PascalCase (also called UpperCamelCase) is a naming convention where every word starts with a capital letter and words are joined without separators, for example, UserProfile or CalculateTotalRevenue. It is the standard convention for class names, interface names, and component names in C#, Java, TypeScript, and React. The name comes from the Pascal programming language, which popularized the convention in the 1970s.

This converter automatically detects word boundaries in plain text, camelCase, snake_case, and kebab-case input, capitalizes the first letter of every word, and removes all separators. Each line is converted independently, so you can rename a list of identifiers in one paste.

What is PascalCase used for in programming?

PascalCase is the standard naming convention for class names and type definitions in nearly every object-oriented language. In C#, it is used for all public members including methods, properties, and events. In Java, it is used for class names, interfaces, and enums. In TypeScript and JavaScript, it is the convention for React component names, Angular services, and type aliases. Swift and Kotlin use it for protocols, structs, and classes.

Is PascalCase the same as UpperCamelCase?

Yes.
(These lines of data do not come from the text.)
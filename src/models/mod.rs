pub mod sample;

pub use sample::{Coordinate, Sample};
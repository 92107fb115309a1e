pub mod ping;

pub use ping::{PingAttempt, PingOutcome};
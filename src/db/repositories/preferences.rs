use anyhow::{Context, Result};
use chrono::Utc;
use rusqlite::{params, OptionalExtension};

use crate::db::{helpers::parse_bool, Database};

pub const TRACKING_STATE_KEY: &str = "gps_pinger.isTracking.v1";
pub const DEVICE_ID_KEY: &str = "gps_pinger.deviceId.v1";

impl Database {
    pub async fn get_preference(&self, key: &str) -> Result<Option<String>> {
        let key = key.to_string();
        self.execute(move |conn| {
            let value = conn
                .query_row(
                    "SELECT value FROM preferences WHERE key = ?1",
                    params![key],
                    |row| row.get::<_, String>(0),
                )
                .optional()
                .with_context(|| format!("failed to read preference {key}"))?;
            Ok(value)
        })
        .await
    }

    pub async fn set_preference(&self, key: &str, value: &str) -> Result<()> {
        let key = key.to_string();
        let value = value.to_string();
        self.execute(move |conn| {
            conn.execute(
                "INSERT INTO preferences (key, value, updated_at)
                 VALUES (?1, ?2, ?3)
                 ON CONFLICT(key) DO UPDATE SET
                     value = excluded.value,
                     updated_at = excluded.updated_at",
                params![key, value, Utc::now().to_rfc3339()],
            )
            .with_context(|| format!("failed to write preference {key}"))?;
            Ok(())
        })
        .await
    }

    /// Persisted on/off flag; absent means "not tracking".
    pub async fn is_tracking_enabled(&self) -> Result<bool> {
        match self.get_preference(TRACKING_STATE_KEY).await? {
            Some(value) => parse_bool(&value, TRACKING_STATE_KEY),
            None => Ok(false),
        }
    }

    pub async fn set_tracking_enabled(&self, enabled: bool) -> Result<()> {
        self.set_preference(TRACKING_STATE_KEY, if enabled { "true" } else { "false" })
            .await
    }

    /// Stable identifier sent with every ping, created on first use.
    pub async fn device_id(&self) -> Result<String> {
        if let Some(existing) = self.get_preference(DEVICE_ID_KEY).await? {
            return Ok(existing);
        }
        let generated = uuid::Uuid::new_v4().to_string().to_uppercase();
        self.set_preference(DEVICE_ID_KEY, &generated).await?;
        Ok(generated)
    }
}
#![forbid(unsafe_code)]

//! Probe: query the terminal and print the answer with a message tag.

pub mod cli;

use std::io::{self, Write};

use termapi::{CursorQuery, InputChannel, MessageKind, MessagePrinter, OutputChannel, QueryError};

/// Run the query selected by `attributes` and report the outcome on `report`.
///
/// Success prints `[MSG] row col` (or the attribute codes); failure prints
/// `[ERROR] <stage> failed: ...`. Returns whether the query succeeded.
pub fn probe<O, I, W>(
    query: &mut CursorQuery<O, I>,
    attributes: bool,
    printer: &MessagePrinter,
    report: &mut W,
) -> io::Result<bool>
where
    O: OutputChannel,
    I: InputChannel,
    W: Write + ?Sized,
{
    let outcome: Result<String, QueryError> = if attributes {
        query.device_attributes().map(|attrs| {
            attrs
                .codes
                .iter()
                .map(u32::to_string)
                .collect::<Vec<_>>()
                .join(";")
        })
    } else {
        query
            .cursor_position()
            .map(|pos| format!("{} {}", pos.row, pos.col))
    };

    match outcome {
        Ok(text) => {
            printer.write_line(report, MessageKind::Msg, text)?;
            Ok(true)
        }
        Err(err) => {
            tracing::debug!(stage = %err.stage(), "probe failed");
            printer.write_line(report, MessageKind::Error, &err)?;
            Ok(false)
        }
    }
}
PascalCase and UpperCamelCase are two names for the same convention: every word including the first starts with a capital letter (UserProfile, CalculateTotal). Standard camelCase (sometimes called lowerCamelCase) is the variation where the first word is lowercase (userProfile, calculateTotal). Most style guides use PascalCase for types and classes and camelCase for variables and functions.

Can this convert camelCase or snake_case to PascalCase?
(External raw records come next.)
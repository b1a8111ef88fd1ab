#![forbid(unsafe_code)]

//! Terminal mode controllers.
//!
//! A reply to a query only reaches the input channel byte-by-byte if the
//! terminal is not line-buffering and echoing it. On Windows the console
//! additionally has to be told to interpret escape sequences at all. Those
//! platform differences live behind [`TerminalModeController`] and are
//! injected by the caller; the query path never touches them.

use std::io;

/// Which side of the terminal a mode change applies to.
#[derive(Debug, Clone, Copy, PartialEq, Eq, Hash)]
pub enum Stream {
    /// Keyboard / reply input.
    Input,
    /// Display output.
    Output,
}

/// Platform capability that prepares a terminal stream for queries.
pub trait TerminalModeController {
    /// Put `stream` into query-friendly mode.
    fn enable(&mut self, stream: Stream) -> io::Result<()>;

    /// Undo [`enable`](Self::enable) for `stream`.
    fn disable(&mut self, stream: Stream) -> io::Result<()>;
}

impl<C: TerminalModeController + ?Sized> TerminalModeController for &mut C {
    fn enable(&mut self, stream: Stream) -> io::Result<()> {
        (**self).enable(stream)
    }

    fn disable(&mut self, stream: Stream) -> io::Result<()> {
        (**self).disable(stream)
    }
}

impl<C: TerminalModeController + ?Sized> TerminalModeController for Box<C> {
    fn enable(&mut self, stream: Stream) -> io::Result<()> {
        (**self).enable(stream)
    }

    fn disable(&mut self, stream: Stream) -> io::Result<()> {
        (**self).disable(stream)
    }
}

/// Controller that does nothing. For headless runs and tests.
#[derive(Debug, Clone, Copy, Default)]
pub struct NoopController;

impl TerminalModeController for NoopController {
    fn enable(&mut self, _stream: Stream) -> io::Result<()> {
        Ok(())
    }

    fn disable(&mut self, _stream: Stream) -> io::Result<()> {
        Ok(())
    }
}

// ── Termios (Unix) ───────────────────────────────────────────────────────

/// Unix controller: turns off canonical mode and echo on the input side.
///
/// Output needs no preparation on Unix terminals, so `Stream::Output` is a
/// no-op. The original termios is saved on the first `enable(Input)` and
/// restored by `disable(Input)`.
#[cfg(unix)]
pub struct TermiosController {
    tty: std::fs::File,
    saved: Option<nix::sys::termios::Termios>,
}

#[cfg(unix)]
impl TermiosController {
    /// Control the process's controlling terminal.
    pub fn open() -> io::Result<Self> {
        let tty = std::fs::File::open("/dev/tty")?;
        Ok(Self::from_file(tty))
    }

    /// Control the terminal behind `tty`.
    #[must_use]
    pub fn from_file(tty: std::fs::File) -> Self {
        Self { tty, saved: None }
    }

    /// Whether input mode is currently changed from the original.
    #[must_use]
    pub fn is_input_enabled(&self) -> bool {
        self.saved.is_some()
    }
}

#[cfg(unix)]
impl std::fmt::Debug for TermiosController {
    fn fmt(&self, f: &mut std::fmt::Formatter<'_>) -> std::fmt::Result {
        f.debug_struct("TermiosController")
            .field("tty", &self.tty)
            .field("input_enabled", &self.saved.is_some())
            .finish()
    }
}

#[cfg(unix)]
impl TerminalModeController for TermiosController {
    fn enable(&mut self, stream: Stream) -> io::Result<()> {
        use nix::sys::termios::{LocalFlags, SetArg, tcgetattr, tcsetattr};

        if stream == Stream::Output || self.saved.is_some() {
            return Ok(());
        }
        let original = tcgetattr(&self.tty).map_err(io::Error::other)?;
        let mut quiet = original.clone();
        quiet
            .local_flags
            .remove(LocalFlags::ICANON | LocalFlags::ECHO);
        tcsetattr(&self.tty, SetArg::TCSANOW, &quiet).map_err(io::Error::other)?;
        crate::debug!("termios: canonical mode and echo disabled");
        self.saved = Some(original);
        Ok(())
    }

    fn disable(&mut self, stream: Stream) -> io::Result<()> {
        use nix::sys::termios::{SetArg, tcsetattr};

        if stream == Stream::Output {
            return Ok(());
        }
        if let Some(original) = self.saved.take() {
            tcsetattr(&self.tty, SetArg::TCSANOW, &original).map_err(io::Error::other)?;
            crate::debug!("termios: original mode restored");
        }
        Ok(())
    }
}

// ── Console (Windows) ────────────────────────────────────────────────────

/// Windows controller built on crossterm's console handling.
///
/// `enable(Input)` switches the console to raw input; `enable(Output)`
/// turns on virtual terminal processing. VT processing cannot be turned
/// back off through crossterm, so `disable(Output)` is a no-op.
#[cfg(windows)]
#[derive(Debug, Default)]
pub struct ConsoleController {
    input_enabled: bool,
}

#[cfg(windows)]
impl ConsoleController {
    #[must_use]
    pub fn new() -> Self {
        Self::default()
    }
}

#[cfg(windows)]
impl TerminalModeController for ConsoleController {
    fn enable(&mut self, stream: Stream) -> io::Result<()> {
        match stream {
            Stream::Input => {
                if !self.input_enabled {
                    crossterm::terminal::enable_raw_mode()?;
                    self.input_enabled = true;
                }
                Ok(())
            }
            Stream::Output => {
                if crossterm::ansi_support::supports_ansi() {
                    Ok(())
                } else {
                    Err(io::Error::new(
                        io::ErrorKind::Unsupported,
                        "console does not support virtual terminal processing",
                    ))
                }
            }
        }
    }

    fn disable(&mut self, stream: Stream) -> io::Result<()> {
        if stream == Stream::Input && self.input_enabled {
            crossterm::terminal::disable_raw_mode()?;
            self.input_enabled = false;
        }
        Ok(())
    }
}

/// The controller for the current platform, attached to the controlling
/// terminal.
#[cfg(unix)]
pub fn platform_controller() -> io::Result<Box<dyn TerminalModeController>> {
    Ok(Box::new(TermiosController::open()?))
}

/// The controller for the current platform, attached to the console.
#[cfg(windows)]
pub fn platform_controller() -> io::Result<Box<dyn TerminalModeController>> {
    Ok(Box::new(ConsoleController::new()))
}

/// The controller for the current platform. Does nothing here.
#[cfg(not(any(unix, windows)))]
pub fn platform_controller() -> io::Result<Box<dyn TerminalModeController>> {
    Ok(Box::new(NoopController))
}

// ── Mode Guard ───────────────────────────────────────────────────────────

/// RAII guard: enables a stream on creation and disables it on drop.
///
/// Errors during drop are ignored; call [`ModeGuard::release`] to observe
/// them.
pub struct ModeGuard<C: TerminalModeController> {
    controller: Option<C>,
    stream: Stream,
}

impl<C: TerminalModeController> ModeGuard<C> {
    /// Enable `stream` on `controller`, returning a guard that undoes it.
    pub fn enable(mut controller: C, stream: Stream) -> io::Result<Self> {
        controller.enable(stream)?;
        Ok(Self {
            controller: Some(controller),
            stream,
        })
    }

    /// The stream this guard controls.
    #[must_use]
    pub fn stream(&self) -> Stream {
        self.stream
    }

    /// Disable the stream now and hand the controller back.
    pub fn release(mut self) -> io::Result<C> {
        match self.controller.take() {
            Some(mut controller) => {
                controller.disable(self.stream)?;
                Ok(controller)
            }
            None => Err(io::Error::other("mode guard already released")),
        }
    }
}

impl<C: TerminalModeController> std::fmt::Debug for ModeGuard<C> {
    fn fmt(&self, f: &mut std::fmt::Formatter<'_>) -> std::fmt::Result {
        f.debug_struct("ModeGuard")
            .field("stream", &self.stream)
            .field("active", &self.controller.is_some())
            .finish()
    }
}

impl<C: TerminalModeController> Drop for ModeGuard<C> {
    fn drop(&mut self) {
        if let Some(mut controller) = self.controller.take() {
            // Best-effort restore.
            let _ = controller.disable(self.stream);
        }
    }
}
Yes. Paste getUserName and the converter outputs GetUserName. Paste get_user_name and it outputs the same result. It also handles kebab-case (get-user-name), SCREAMING_SNAKE_CASE (GET_USER_NAME), and plain text (get user name). The tool splits on all common word boundaries, so mixed formats like my_app-name also convert correctly to MyAppName.

How are acronyms handled in PascalCase?

The converter splits acronym runs at the boundary where a new word begins. For example, XMLParser is split into XML and Parser, then each word is capitalized to produce XmlParser. This follows the .NET and Google style guide recommendation of treating acronyms as regular words in PascalCase. If your style guide preserves full acronyms (like XMLParser), you may need to adjust the output manually for those cases.